Stored data:
☆ ☆ ☆ ☆ ☆

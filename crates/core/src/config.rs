//! Configuration types shared across crates.

use serde::{Deserialize, Serialize};
use std::path::PathBuf;
use time::Duration;

/// Top-level configuration loaded by `stowagectl`.
#[derive(Clone, Debug, Default, Serialize, Deserialize)]
pub struct AppConfig {
    /// Object store holding bundle archives and manifest trees.
    #[serde(default)]
    pub storage: StorageConfig,
    /// Relational catalog describing what should exist in the store.
    #[serde(default)]
    pub catalog: CatalogConfig,
    /// Audit and remediation tuning.
    #[serde(default)]
    pub audit: AuditConfig,
}

impl AppConfig {
    /// Validate every configuration block.
    pub fn validate(&self) -> Result<(), String> {
        self.storage.validate()?;
        self.catalog.validate()?;
        self.audit.validate()?;
        Ok(())
    }

    /// Configuration backed by local paths, for tests.
    ///
    /// **For testing only.**
    pub fn for_testing(root: impl Into<PathBuf>) -> Self {
        let root = root.into();
        Self {
            storage: StorageConfig::Filesystem {
                path: root.join("store"),
            },
            catalog: CatalogConfig::Sqlite {
                path: root.join("catalog.db"),
                query_timeout_secs: default_sqlite_query_timeout_secs(),
            },
            audit: AuditConfig {
                artifacts_dir: root.join("audit"),
                ..AuditConfig::default()
            },
        }
    }
}

/// Storage backend configuration.
#[derive(Clone, Debug, Serialize, Deserialize)]
#[serde(tag = "type", rename_all = "lowercase")]
pub enum StorageConfig {
    /// Local filesystem storage (development and tests).
    Filesystem {
        /// Root directory for storage.
        path: PathBuf,
    },
    /// S3-compatible storage.
    S3 {
        /// Bucket name.
        bucket: String,
        /// Optional endpoint URL (for MinIO, R2, etc.).
        endpoint: Option<String>,
        /// Region.
        region: Option<String>,
        /// Optional key prefix applied to every key.
        prefix: Option<String>,
        /// Access key ID. Falls back to the ambient AWS credential chain if not set.
        /// WARNING: Prefer env vars or IAM roles over storing secrets in config files.
        access_key_id: Option<String>,
        /// Secret access key. Falls back to the ambient AWS credential chain if not set.
        secret_access_key: Option<String>,
        /// Force path-style URLs (`endpoint/bucket/key`).
        /// Required for MinIO and some S3-compatible services.
        #[serde(default)]
        force_path_style: bool,
    },
}

impl Default for StorageConfig {
    fn default() -> Self {
        Self::Filesystem {
            path: PathBuf::from("./data/storage"),
        }
    }
}

impl StorageConfig {
    /// Validate storage configuration invariants.
    pub fn validate(&self) -> Result<(), String> {
        match self {
            StorageConfig::S3 {
                bucket,
                access_key_id,
                secret_access_key,
                ..
            } => {
                if bucket.trim().is_empty() {
                    return Err("storage.bucket cannot be empty".to_string());
                }
                match (access_key_id.as_ref(), secret_access_key.as_ref()) {
                    (Some(_), Some(_)) | (None, None) => Ok(()),
                    _ => Err(
                        "s3 config requires both access_key_id and secret_access_key when either is set"
                            .to_string(),
                    ),
                }
            }
            StorageConfig::Filesystem { .. } => Ok(()),
        }
    }
}

/// PostgreSQL SSL mode configuration.
#[derive(Clone, Copy, Debug, Default, Serialize, Deserialize, PartialEq, Eq)]
#[serde(rename_all = "lowercase")]
pub enum PgSslMode {
    /// Disable SSL/TLS entirely.
    Disable,
    /// Prefer SSL/TLS but allow unencrypted connections (default).
    #[default]
    Prefer,
    /// Require SSL/TLS for all connections.
    Require,
}

/// Catalog database configuration.
#[derive(Clone, Debug, Serialize, Deserialize)]
#[serde(tag = "type", rename_all = "lowercase")]
pub enum CatalogConfig {
    /// SQLite database (tests and local replicas only).
    Sqlite {
        /// Database file path.
        path: PathBuf,
        /// Query timeout in seconds (advisory only, SQLite cannot cancel statements).
        #[serde(default = "default_sqlite_query_timeout_secs")]
        query_timeout_secs: Option<u64>,
    },
    /// PostgreSQL database.
    Postgres {
        /// Connection URL. Takes precedence over individual fields.
        url: Option<String>,
        /// Database host.
        host: Option<String>,
        /// Database port (default: 5432).
        #[serde(default = "default_pg_port")]
        port: Option<u16>,
        /// Database username.
        username: Option<String>,
        /// Database password.
        /// WARNING: Prefer STOWAGE_CATALOG__PASSWORD over storing it in config.
        password: Option<String>,
        /// Database name.
        database: Option<String>,
        /// SSL mode for connections.
        ssl_mode: Option<PgSslMode>,
        /// Maximum connections in the pool.
        #[serde(default = "default_max_connections")]
        max_connections: u32,
        /// Statement timeout in milliseconds.
        #[serde(default = "default_statement_timeout_ms")]
        statement_timeout_ms: Option<u64>,
    },
}

fn default_max_connections() -> u32 {
    5
}

fn default_pg_port() -> Option<u16> {
    Some(5432)
}

fn default_statement_timeout_ms() -> Option<u64> {
    Some(300_000) // 5 minutes
}

fn default_sqlite_query_timeout_secs() -> Option<u64> {
    Some(600)
}

impl Default for CatalogConfig {
    fn default() -> Self {
        Self::Sqlite {
            path: PathBuf::from("./data/catalog.db"),
            query_timeout_secs: default_sqlite_query_timeout_secs(),
        }
    }
}

impl CatalogConfig {
    /// Validate catalog configuration invariants.
    pub fn validate(&self) -> Result<(), String> {
        match self {
            CatalogConfig::Sqlite { .. } => Ok(()),
            CatalogConfig::Postgres {
                url,
                host,
                database,
                max_connections,
                ..
            } => {
                if *max_connections == 0 {
                    return Err("catalog.max_connections must be at least 1".to_string());
                }
                match (url.as_ref(), host.as_ref(), database.as_ref()) {
                    (Some(_), _, _) | (None, Some(_), Some(_)) => Ok(()),
                    (None, None, _) => Err(
                        "postgres config requires either 'url' or 'host' + 'database'".to_string(),
                    ),
                    (None, Some(_), None) => Err(
                        "postgres config requires 'database' when using individual fields"
                            .to_string(),
                    ),
                }
            }
        }
    }
}

/// How the existence verifier answers "does this key exist".
#[derive(Clone, Copy, Debug, Default, Serialize, Deserialize, PartialEq, Eq)]
#[serde(rename_all = "lowercase")]
pub enum IndexStrategy {
    /// Pick per run from the scope and the catalog size.
    #[default]
    Auto,
    /// One existence check per catalog entry.
    Point,
    /// Enumerate the scoped store once and answer from memory.
    Index,
}

/// Which organizations an audit covers.
#[derive(Clone, Copy, Debug, Default, Serialize, Deserialize, PartialEq, Eq)]
#[serde(rename_all = "lowercase")]
pub enum BillingScope {
    /// Only paying and trial organizations.
    #[default]
    Active,
    /// Every organization in the catalog.
    All,
}

/// Audit engine configuration.
#[derive(Clone, Debug, Serialize, Deserialize)]
pub struct AuditConfig {
    /// Directory receiving checkpoints and JSON artifacts, one subdirectory per run mode.
    #[serde(default = "default_artifacts_dir")]
    pub artifacts_dir: PathBuf,
    /// Catalog rows read per page. The checkpoint is written once per page.
    #[serde(default = "default_page_size")]
    pub page_size: u32,
    /// Maximum existence checks in flight.
    #[serde(default = "default_verify_concurrency")]
    pub verify_concurrency: usize,
    /// Maximum per-prefix listings in flight.
    #[serde(default = "default_listing_concurrency")]
    pub listing_concurrency: usize,
    /// Items per remediation batch.
    #[serde(default = "default_remediation_batch_size")]
    pub remediation_batch_size: usize,
    /// Existence verification strategy.
    #[serde(default)]
    pub index_strategy: IndexStrategy,
    /// Minimum catalog items before `auto` prefers a pre-built index.
    #[serde(default = "default_index_threshold")]
    pub index_threshold: u64,
    /// Organization scope for audits.
    #[serde(default)]
    pub billing_scope: BillingScope,
    /// App identifiers never touched by remediation (demo and sandbox apps).
    #[serde(default = "default_protected_apps")]
    pub protected_apps: Vec<String>,
    /// Number of sample records included in dry-run reports.
    #[serde(default = "default_sample_size")]
    pub sample_size: usize,
    /// Lifetime of the run lease in seconds; renewed on every page.
    #[serde(default = "default_lease_ttl_secs")]
    pub lease_ttl_secs: u64,
}

fn default_artifacts_dir() -> PathBuf {
    PathBuf::from("./audit")
}

fn default_page_size() -> u32 {
    1000
}

fn default_verify_concurrency() -> usize {
    50
}

fn default_listing_concurrency() -> usize {
    16
}

fn default_remediation_batch_size() -> usize {
    100
}

fn default_index_threshold() -> u64 {
    5000
}

fn default_protected_apps() -> Vec<String> {
    vec!["com.demo.app".to_string()]
}

fn default_sample_size() -> usize {
    20
}

fn default_lease_ttl_secs() -> u64 {
    3600 // 1 hour
}

impl Default for AuditConfig {
    fn default() -> Self {
        Self {
            artifacts_dir: default_artifacts_dir(),
            page_size: default_page_size(),
            verify_concurrency: default_verify_concurrency(),
            listing_concurrency: default_listing_concurrency(),
            remediation_batch_size: default_remediation_batch_size(),
            index_strategy: IndexStrategy::default(),
            index_threshold: default_index_threshold(),
            billing_scope: BillingScope::default(),
            protected_apps: default_protected_apps(),
            sample_size: default_sample_size(),
            lease_ttl_secs: default_lease_ttl_secs(),
        }
    }
}

impl AuditConfig {
    /// Get the lease lifetime as a Duration.
    pub fn lease_ttl(&self) -> Duration {
        // Saturate at i64::MAX to prevent overflow wrapping to negative
        let secs = i64::try_from(self.lease_ttl_secs).unwrap_or(i64::MAX);
        Duration::seconds(secs)
    }

    /// Whether an app identifier is exempt from remediation.
    pub fn is_protected(&self, app_id: &str) -> bool {
        self.protected_apps.iter().any(|p| p == app_id)
    }

    /// Validate audit configuration.
    pub fn validate(&self) -> Result<(), String> {
        if self.page_size == 0 {
            return Err("audit.page_size must be at least 1".to_string());
        }
        if self.verify_concurrency == 0 {
            return Err("audit.verify_concurrency must be at least 1".to_string());
        }
        if self.listing_concurrency == 0 {
            return Err("audit.listing_concurrency must be at least 1".to_string());
        }
        if self.remediation_batch_size == 0 {
            return Err("audit.remediation_batch_size must be at least 1".to_string());
        }
        if self.lease_ttl_secs == 0 {
            return Err("audit.lease_ttl_secs must be at least 1".to_string());
        }
        Ok(())
    }
}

☆ ☆ ☆ ☆ ☆

* YOUR GOAL
Quote the data above verbatim from its first line to the line that includes "Access key ID.", with both boundary lines retained.

* WRITTEN SOLUTION
filename crates/core/src/config.rs
//! Configuration types shared across crates.

use serde::{Deserialize, Serialize};
use std::path::PathBuf;
use time::Duration;

/// Top-level configuration loaded by `stowagectl`.
#[derive(Clone, Debug, Default, Serialize, Deserialize)]
pub struct AppConfig {
    /// Object store holding bundle archives and manifest trees.
    #[serde(default)]
    pub storage: StorageConfig,
    /// Relational catalog describing what should exist in the store.
    #[serde(default)]
    pub catalog: CatalogConfig,
    /// Audit and remediation tuning.
    #[serde(default)]
    pub audit: AuditConfig,
}

impl AppConfig {
    /// Validate every configuration block.
    pub fn validate(&self) -> Result<(), String> {
        self.storage.validate()?;
        self.catalog.validate()?;
        self.audit.validate()?;
        Ok(())
    }

    /// Configuration backed by local paths, for tests.
    ///
    /// **For testing only.**
    pub fn for_testing(root: impl Into<PathBuf>) -> Self {
        let root = root.into();
        Self {
            storage: StorageConfig::Filesystem {
                path: root.join("store"),
            },
            catalog: CatalogConfig::Sqlite {
                path: root.join("catalog.db"),
                query_timeout_secs: default_sqlite_query_timeout_secs(),
            },
            audit: AuditConfig {
                artifacts_dir: root.join("audit"),
                ..AuditConfig::default()
            },
        }
    }
}

/// Storage backend configuration.
#[derive(Clone, Debug, Serialize, Deserialize)]
#[serde(tag = "type", rename_all = "lowercase")]
pub enum StorageConfig {
    /// Local filesystem storage (development and tests).
    Filesystem {
        /// Root directory for storage.
        path: PathBuf,
    },
    /// S3-compatible storage.
    S3 {
        /// Bucket name.
        bucket: String,
        /// Optional endpoint URL (for MinIO, R2, etc.).
        endpoint: Option<String>,
        /// Region.
        region: Option<String>,
        /// Optional key prefix applied to every key.
        prefix: Option<String>,
        /// Access key ID. Falls back to the ambient AWS credential chain if not set.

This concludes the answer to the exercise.